– Рейчел, – бубнил Грант, – Рейчел! Боюсь, я плохо тебя понимаю.

Рейчел в этот момент уже обливалась потом и тряслась так, что микрофон прыгал в ее руке. Наконец она выговорила:

– Я сказала, что мы все больны. Все-все, понимаешь? Мы больны. – Слова лились из нее, как кровь из колотой раны. – Мы больны, мы пропали. Мы притворяемся, что это не так, но мы все погибнем. Мы просто погибнем к распродолбанной матери.

Солнце еще не успело зайти, когда вся телестудия увидела эти кадры. Рейчел повторяет ошеломленному Гранту: «Мы все больны», ее руки и плечи трясутся, со лба струится пот.

На совещании в верхах, посвященном разбору катастрофы, руководство признало правильным, что Рейчел отключили от эфира за четыре секунды до слов «к распродолбанной матери», но пожалело, что это не сделали десятью секундами раньше. Когда стало ясно, что Рейчел сбрендила – то есть после того, как она впервые произнесла «Мы все больны», – надо было давать рекламную паузу.

Об увольнении Рейчел сообщили по мобильному, когда она шла по летному полю аэропорта Туссен-Лувертюр, чтобы сесть в самолет и лететь домой.

Вернувшись в Бостон, она в первый же вечер посетила бар в Маршфилде, в нескольких кварталах от их дома. Себастьян работал в ночную смену и дал понять, что пока не готов встречаться с ней. Он поживет на судне и «обдумает все, что она сделала с ними обоими».

Трудно было его винить. Сама Рейчел осознала, что поставила крест на своей карьере, лишь несколько недель спустя, а в тот вечер, выпив водки и посмотрев на себя в зеркало, поразилась своему испуганному виду. Страха не было, только ступор. Она тупо глядела поверх бутылок виски в правый угол бара за кассовым аппаратом и видела там женщину, немного похожую на ее мать и немного – на саму Рейчел, женщину, которая была до смерти чем-то устрашена.

Бармен явно не видел телепередачи, во время которой она сорвалась, и говорил с ней так, как уставшие от жизни бармены во всем мире говорят с посетителями, на которых им наплевать. Народу в баре было мало, шутить и расточать улыбки ради копеечных чаевых не имело смысла, и он не делал ни того ни другого. Он читал газету в дальнем конце бара и посылал кому-то сообщения по мобильному. Рейчел проверила свой телефон, но все знакомые затаились в ожидании решения сильных мира сего – наказать ее как следует или отпустить восвояси. Правда, одно сообщение все же пришло, и, еще не нажав кнопку, Рейчел догадалась, от кого оно. Увидев имя Брайана Делакруа, она улыбнулась.

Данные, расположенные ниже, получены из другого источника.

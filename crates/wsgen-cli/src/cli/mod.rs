//! Command-line surface of `wsgen` (clap derive).

use std::path::PathBuf;

use clap::{Args, Parser, Subcommand, ValueEnum};

pub mod global;
pub use global::{GlobalArgs, OutputFormat};

#[derive(Debug, Parser)]
#[command(
    name = "wsgen",
    version,
    author,
    about = "Workspace generator for hardware verification projects",
    long_about = "Lays out <root>/<name> with per-core rtl, sim/env, sim/tb and syn \
                  folders, HDL stubs, comp.yml build descriptors and a shared \
                  UVM library descriptor.",
    arg_required_else_help = true
)]
pub struct Cli {
    #[command(flatten)]
    pub global: GlobalArgs,

    #[command(subcommand)]
    pub command: Commands,
}

#[derive(Debug, Subcommand)]
pub enum Commands {
    /// Generate a workspace.
    #[command(
        visible_alias = "n",
        after_help = "Examples:\n  wsgen new -n soc -r ~/work -c cpu dma uart\n  \
                      wsgen new -n soc -r ~/work -c cpu -p --variant framework\n  \
                      wsgen -v new -n soc -r /tmp --dry-run"
    )]
    New(NewArgs),

    /// Write a default configuration file.
    Init(InitArgs),

    /// Print a shell completion script to stdout.
    Completions(CompletionsArgs),

    /// Show the effective configuration.
    #[command(subcommand)]
    Config(ConfigCommands),
}

#[derive(Debug, Args)]
pub struct NewArgs {
    /// Name of workspace
    #[arg(short, long, value_name = "NAME")]
    pub name: String,

    /// List of cores
    #[arg(short, long, value_name = "CORE", num_args = 1..)]
    pub cores: Vec<String>,

    /// Root directory to create workspace [default: defaults.root]
    #[arg(short, long, value_name = "DIR")]
    pub root: Option<PathBuf>,

    /// Purge previous workspace, if exists
    #[arg(short, long)]
    pub purge: bool,

    /// Boilerplate flavour [default: defaults.variant]
    #[arg(long, value_enum)]
    pub variant: Option<Variant>,

    /// Build in memory and print the planned tree instead of writing it
    #[arg(long)]
    pub dry_run: bool,
}

#[derive(Debug, Clone, Copy, PartialEq, Eq, ValueEnum)]
pub enum Variant {
    /// Bare design and testbench stubs.
    Basic,
    /// UVM test phase, environment package and test class.
    #[value(alias = "uvm")]
    Framework,
}

impl std::fmt::Display for Variant {
    fn fmt(&self, f: &mut std::fmt::Formatter<'_>) -> std::fmt::Result {
        let name = match self {
            Self::Basic => "basic",
            Self::Framework => "framework",
        };
        f.write_str(name)
    }
}

#[derive(Debug, Args)]
pub struct InitArgs {
    /// Write ./wsgen.toml instead of the user config file
    #[arg(long)]
    pub local: bool,

    /// Replace an existing file
    #[arg(short, long)]
    pub force: bool,
}

#[derive(Debug, Args)]
pub struct CompletionsArgs {
    #[arg(value_enum)]
    pub shell: Shell,
}

#[derive(Debug, Clone, Copy, ValueEnum)]
pub enum Shell {
    Bash,
    Zsh,
    Fish,
    PowerShell,
    Elvish,
}

#[derive(Debug, Subcommand)]
pub enum ConfigCommands {
    /// Print one value, e.g. `defaults.variant`.
    Get { key: String },
    /// Print every value as TOML.
    List,
    /// Print the user configuration file location.
    Path,
}

#[cfg(test)]
mod tests {
    use super::*;
    use clap::Parser;

    #[test]
    fn variant_display() {
        assert_eq!(Variant::Basic.to_string(), "basic");
        assert_eq!(Variant::Framework.to_string(), "framework");
    }

    #[test]
    fn parse_new_command() {
        let cli = Cli::parse_from([
            "wsgen", "new", "-n", "ws1", "-r", "/tmp", "-c", "cpu", "dma", "-p",
        ]);
        let Commands::New(args) = cli.command else {
            panic!("expected New command");
        };
        assert_eq!(args.name, "ws1");
        assert_eq!(args.root, Some(PathBuf::from("/tmp")));
        assert_eq!(args.cores, ["cpu", "dma"]);
        assert!(args.purge);
        assert!(!args.dry_run);
        assert_eq!(args.variant, None);
    }

    #[test]
    fn cores_are_optional() {
        let cli = Cli::parse_from(["wsgen", "new", "--name", "ws", "--root", "out"]);
        let Commands::New(args) = cli.command else {
            panic!("expected New command");
        };
        assert!(args.cores.is_empty());
    }

    #[test]
    fn name_is_required() {
        assert!(Cli::try_parse_from(["wsgen", "new", "-r", "/tmp"]).is_err());
    }

    #[test]
    fn uvm_alias_selects_framework() {
        let cli = Cli::parse_from(["wsgen", "n", "-n", "ws", "--variant", "uvm"]);
        let Commands::New(args) = cli.command else {
            panic!("expected New command");
        };
        assert_eq!(args.variant, Some(Variant::Framework));
    }

    #[test]
    fn verbose_flag_after_subcommand() {
        let cli = Cli::parse_from(["wsgen", "new", "-n", "ws", "-r", "/tmp", "-v"]);
        assert_eq!(cli.global.verbose, 1);
    }

    #[test]
    fn quiet_and_verbose_conflict() {
        let result = Cli::try_parse_from(["wsgen", "--quiet", "--verbose", "config", "path"]);
        assert!(result.is_err());
    }
}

Рейчел, Вас не за что было наказывать. Вы проявили человечность в бесчеловечной обстановке. Вы не заслужили обвинений и увольнения. Вы заслужили какую-нибудь долбаную медаль. Так я думаю. Будьте на связи.

БД

«Кто же ты такой, Брайан Делакруа? – думала она. – Кто ты, странный человек, который почти всегда появляется как нельзя кстати? Знаешь, мне хотелось бы как-нибудь…

Чего именно?

Мне хотелось бы, чтобы ты получил возможность объяснить ту странную встречу около Атенеума. Ведь в тот момент ты был совсем не похож на человека, приславшего это сообщение».

Бармен налил Рейчел еще водки, она решила вернуться домой и, может быть, послать Брайану Делакруа электронное письмо и высказать в нем кое-какие мысли, только что пришедшие в голову. Она сказала бармену, что рассчитывается, и протянула ему кредитку. Но в этот момент ее охватило необыкновенно сильное ощущение дежавю. Нет, не ложное воспоминание: Рейчел была уверена, что это с ней действительно происходило. Она встретилась взглядом с барменом в зеркале и увидела в его глазах недоумение: отчего посетительница так пристально смотрит на него?